• _INFORMATION_:
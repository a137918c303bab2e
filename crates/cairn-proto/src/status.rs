//! Mapping between the shared error taxonomy and transport status codes.
//!
//! Stream-level failures travel as `tonic::Status`; item-local failures
//! travel inline as [`crate::ErrorDetail`]. Both directions preserve the
//! stable machine code so clients can rebuild the original error kind.

use cairn_core::Error;
use tonic::{Code, Status};

/// Converts a domain error into a transport status.
#[must_use]
pub fn to_status(err: &Error) -> Status {
    let code = match err {
        Error::InvalidRequest(_)
        | Error::InvalidRecord(_)
        | Error::InvalidEncoding(_)
        | Error::UnsupportedVersion { .. } => Code::InvalidArgument,
        Error::NotFound { .. } => Code::NotFound,
        Error::AlreadyExists(_) => Code::AlreadyExists,
        Error::PayloadTooLarge { .. } => Code::ResourceExhausted,
        Error::Integrity(_) => Code::DataLoss,
        Error::PermissionDenied(_) => Code::PermissionDenied,
        Error::Unavailable { .. } => Code::Unavailable,
        Error::Canceled => Code::Cancelled,
        Error::Internal(_) => Code::Internal,
    };

    let mut status = Status::new(code, err.to_string());
    status
        .metadata_mut()
        .insert("cairn-error-code", err.code().parse().unwrap_or_else(|_| {
            // Stable codes are ASCII identifiers; this cannot fail.
            tonic::metadata::MetadataValue::from_static("INTERNAL")
        }));
    status
}

/// Rebuilds a domain error from a transport status.
///
/// Prefers the stable code carried in metadata; falls back to mapping the
/// transport code when the peer did not attach one.
#[must_use]
pub fn from_status(status: &Status) -> Error {
    if let Some(code) = status
        .metadata()
        .get("cairn-error-code")
        .and_then(|v| v.to_str().ok())
    {
        return Error::from_code(code, status.message());
    }

    match status.code() {
        Code::InvalidArgument => Error::InvalidRequest(status.message().to_string()),
        Code::NotFound => Error::not_found("resource", status.message()),
        Code::AlreadyExists => Error::AlreadyExists(status.message().to_string()),
        Code::ResourceExhausted => Error::PayloadTooLarge { size: 0, limit: 0 },
        Code::DataLoss => Error::Integrity(status.message().to_string()),
        Code::PermissionDenied => Error::PermissionDenied(status.message().to_string()),
        Code::Unavailable => Error::unavailable(status.message()),
        Code::Cancelled => Error::Canceled,
        _ => Error::Internal(status.message().to_string()),
    }
}
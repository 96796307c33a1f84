//! [`VehicleStore`](crate::VehicleStore) implementations.

pub mod memory;
#[cfg(feature = "mongodb")]
pub mod mongo;

pub use memory::MemoryVehicleStore;
#[cfg(feature = "mongodb")]
pub use mongo::MongoVehicleStore;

• _EXERCISE PROMPT_:
The reply should consist solely of the lines of the data, exact, from the opening line through the line with "directions preserve the", inclusive.

• _EXERCISE SOLUTION_:
repository a137918c303bab2e
filename crates/cairn-proto/src/status.rs
//! Mapping between the shared error taxonomy and transport status codes.
//!
//! Stream-level failures travel as `tonic::Status`; item-local failures
//! travel inline as [`crate::ErrorDetail`]. Both directions preserve the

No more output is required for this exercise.